Engine mechanical issues are becoming more common in our repair bays today, and they can be difficult to diagnose. Engines are built with more valves, camshafts and complex variable valve timing systems. All of these components fail, and there are very easy tests that a technician can do with a DSO to confirm the issue. Guessing is not an option for these failures, if you are wrong it could mean a lot of expensive parts and many hours of lost labor.
A 1998 Ford Expedition 4.6L came to me with an expired license plate, it needed to pass a state emission test to be renewed. The MIL was illuminated at one point, the customer said the vehicle had lean codes. The vehicle sat for a while, so when I got the truck, it had no codes and none of the monitors were complete. I noticed that the engine had a pretty noticeable misfire at idle that got better as I raised the RPM.
Some of the early Fords are notorious for not setting misfire codes. This vehicle was no exception, it had no pending codes and the owner has never retrieved misfire codes in the past. I used the Ford IDS Power Balance to quickly identify the misfiring cylinders. This test is now available on many aftermarket scan tools. (Fig. 1)
Cylinders 1, 2, 3 and 4 are all misfiring at idle, and the misfires clear up when the RPM is raised. These cylinders are all on the same bank which typically points to camshaft timing or a clogged catalytic converter on these vehicles. Since the misfires clear up when the engine is loaded, I am leaning more towards cam timing. There are other issues that could cause a single bank to misfire, but cam timing issues are relatively common on Ford modular engines.
So time to tear apart the front of the engine, right? That is a lot of work for a guess, so it is time to do more testing. Using a DSO and a high-amp current probe around the starter cable, I do a relative compression test. The engine compression is not consistent for half of the cylinders. A cam timing issue would cause uneven compression bank-to-bank, further pointing to a timing chain issue. (Fig. 2)
The last nail in the coffin for the timing chains on this engine will come from an in-cylinder analysis with a pressure transducer. If you are unfamiliar with this technique, watch my short YouTube video here:
First we will look at cylinder 1, which is on the suspect bank that is misfiring. Using the tools within the PicoScope software, I am able to break the waveform into 180 degree segments. Using time cursors, I can check events as they relate to the 720 degree four-stroke cycle. Cylinder 1 has an exhaust valve opening (EVO) of 26 degrees before bottom dead center (BBDC). EVO will vary on engines, but this particular engine should be around 45 degrees BBDC. This waveform quickly allows us to confirm the diagnosis without being too intrusive. (Fig. 3)
If you find yourself unfamiliar with an engine doing this test, you can compare bank-to-bank. I used the transducer in cylinder 5, which is not misfiring. Cylinder 5 has an EVO of 45 degrees BBDC. This confirms that we absolutely have a cam timing issue on this engine, time to pull the front cover. (Fig. 4)

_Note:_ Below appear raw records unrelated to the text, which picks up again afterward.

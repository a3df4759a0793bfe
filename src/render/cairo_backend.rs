use cairo::{Context, Format, ImageSurface};
use pango::FontDescription;
use std::f64::consts::{FRAC_PI_2, PI, TAU};

use crate::error::{ChartError, ChartResult};
use crate::render::{Color, RectPrimitive, RenderFrame, Renderer, TextHAlign};

#[derive(Debug, Clone, Copy, PartialEq, Eq, Default)]
pub struct CairoRenderStats {
    pub polygons_drawn: usize,
    pub rects_drawn: usize,
    pub lines_drawn: usize,
    pub circles_drawn: usize,
    pub texts_drawn: usize,
}

/// Optional extension trait for renderers that can draw into an external Cairo
/// context (for example a GTK `DrawingArea` callback).
pub trait CairoContextRenderer {
    fn render_on_cairo_context(
        &mut self,
        context: &Context,
        frame: &RenderFrame,
    ) -> ChartResult<()>;
}

/// Cairo + Pango + PangoCairo renderer backend.
///
/// Renders offscreen through `Renderer::render` or in place on an external
/// Cairo context through `CairoContextRenderer`.
#[derive(Debug)]
pub struct CairoRenderer {
    surface: ImageSurface,
    clear_color: Color,
    last_stats: CairoRenderStats,
}

impl CairoRenderer {
    pub fn new(width: i32, height: i32) -> ChartResult<Self> {
        if width <= 0 || height <= 0 {
            return Err(ChartError::InvalidData(
                "cairo surface size must be > 0".to_owned(),
            ));
        }

        let surface = ImageSurface::create(Format::ARgb32, width, height)
            .map_err(|err| map_backend_error("failed to create cairo surface", err))?;
        Ok(Self {
            surface,
            clear_color: Color::rgb(1.0, 1.0, 1.0),
            last_stats: CairoRenderStats::default(),
        })
    }

    #[must_use]
    pub fn surface(&self) -> &ImageSurface {
        &self.surface
    }

    pub fn set_clear_color(&mut self, color: Color) -> ChartResult<()> {
        color.validate()?;
        self.clear_color = color;
        Ok(())
    }

    #[must_use]
    pub fn last_stats(&self) -> CairoRenderStats {
        self.last_stats
    }

    fn render_with_context(&mut self, context: &Context, frame: &RenderFrame) -> ChartResult<()> {
        frame.validate()?;

        apply_color(context, self.clear_color);
        context
            .paint()
            .map_err(|err| map_backend_error("failed to clear surface", err))?;

        let mut stats = CairoRenderStats::default();

        for polygon in &frame.polygons {
            let mut points = polygon.points.iter();
            if let Some(&(x, y)) = points.next() {
                context.move_to(x, y);
            }
            for &(x, y) in points {
                context.line_to(x, y);
            }
            context.close_path();
            apply_color(context, polygon.fill_color);
            context
                .fill()
                .map_err(|err| map_backend_error("failed to fill polygon", err))?;
            stats.polygons_drawn += 1;
        }

        for rect in &frame.rects {
            append_rect_path(context, *rect);
            apply_color(context, rect.fill_color);
            if rect.border_width > 0.0 {
                context
                    .fill_preserve()
                    .map_err(|err| map_backend_error("failed to fill rectangle", err))?;
                apply_color(context, rect.border_color);
                context.set_line_width(rect.border_width);
                context
                    .stroke()
                    .map_err(|err| map_backend_error("failed to stroke rectangle border", err))?;
            } else {
                context
                    .fill()
                    .map_err(|err| map_backend_error("failed to fill rectangle", err))?;
            }
            stats.rects_drawn += 1;
        }

        for line in &frame.lines {
            apply_color(context, line.color);
            context.set_line_width(line.stroke_width);
            context.set_dash(&line.dash, 0.0);
            context.move_to(line.x1, line.y1);
            context.line_to(line.x2, line.y2);
            context
                .stroke()
                .map_err(|err| map_backend_error("failed to stroke line", err))?;
            stats.lines_drawn += 1;
        }
        context.set_dash(&[], 0.0);

        for circle in &frame.circles {
            context.new_sub_path();
            context.arc(circle.cx, circle.cy, circle.radius, 0.0, TAU);
            apply_color(context, circle.fill_color);
            context
                .fill_preserve()
                .map_err(|err| map_backend_error("failed to fill bullet", err))?;
            if circle.stroke_width > 0.0 {
                apply_color(context, circle.stroke_color);
                context.set_line_width(circle.stroke_width);
                context
                    .stroke()
                    .map_err(|err| map_backend_error("failed to stroke bullet", err))?;
            } else {
                context.new_path();
            }
            stats.circles_drawn += 1;
        }

        for text in &frame.texts {
            let layout = pangocairo::functions::create_layout(context);
            let font_description =
                FontDescription::from_string(&format!("Sans {}", text.font_size_px));
            layout.set_font_description(Some(&font_description));
            layout.set_text(&text.text);

            let (text_width, _text_height) = layout.pixel_size();
            let x = match text.h_align {
                TextHAlign::Left => text.x,
                TextHAlign::Center => text.x - f64::from(text_width) / 2.0,
                TextHAlign::Right => text.x - f64::from(text_width),
            };

            apply_color(context, text.color);
            context.move_to(x, text.y);
            pangocairo::functions::show_layout(context, &layout);
            stats.texts_drawn += 1;
        }

        self.last_stats = stats;
        Ok(())
    }
}

impl Renderer for CairoRenderer {
    fn render(&mut self, frame: &RenderFrame) -> ChartResult<()> {
        let context = Context::new(&self.surface)
            .map_err(|err| map_backend_error("failed to create cairo context", err))?;
        self.render_with_context(&context, frame)
    }
}

impl CairoContextRenderer for CairoRenderer {
    fn render_on_cairo_context(
        &mut self,
        context: &Context,
        frame: &RenderFrame,
    ) -> ChartResult<()> {
        self.render_with_context(context, frame)
    }
}

fn apply_color(context: &Context, color: Color) {
    context.set_source_rgba(color.red, color.green, color.blue, color.alpha);
}

fn append_rect_path(context: &Context, rect: RectPrimitive) {
    if rect.corners.max() <= 0.0 {
        context.rectangle(rect.x, rect.y, rect.width, rect.height);
        return;
    }

    let limit = (rect.width * 0.5).min(rect.height * 0.5);
    let radius = |value: f64| value.min(limit).max(0.0);
    let left = rect.x;
    let top = rect.y;
    let right = rect.x + rect.width;
    let bottom = rect.y + rect.height;
    let top_left = radius(rect.corners.top_left);
    let top_right = radius(rect.corners.top_right);
    let bottom_right = radius(rect.corners.bottom_right);
    let bottom_left = radius(rect.corners.bottom_left);

    context.new_sub_path();
    context.arc(right - top_right, top + top_right, top_right, -FRAC_PI_2, 0.0);
    context.arc(
        right - bottom_right,
        bottom - bottom_right,
        bottom_right,
        0.0,
        FRAC_PI_2,
    );
    context.arc(
        left + bottom_left,
        bottom - bottom_left,
        bottom_left,
        FRAC_PI_2,
        PI,
    );
    context.arc(left + top_left, top + top_left, top_left, PI, PI + FRAC_PI_2);
    context.close_path();
}

fn map_backend_error(prefix: &str, err: cairo::Error) -> ChartError {
    ChartError::InvalidData(format!("{prefix}: {err}"))
}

We pulled the front cover to find a broken timing chain guide, which caused the timing chain to jump. Unfortunately, pieces of the guide ended up in the oil pan. We replaced the timing chains, tensioners, guides and oil pickup tube.
After getting the engine back together the monitors, all ran and the vehicle passed the emissions test. Using some DSO techniques allowed me to quickly and accurately diagnose the vehicle. Instead of tearing the engine down on a guess, I was confident of the diagnosis going in. This vehicle was diagnosed in about 45 minutes, once you practice these tests the process is quick.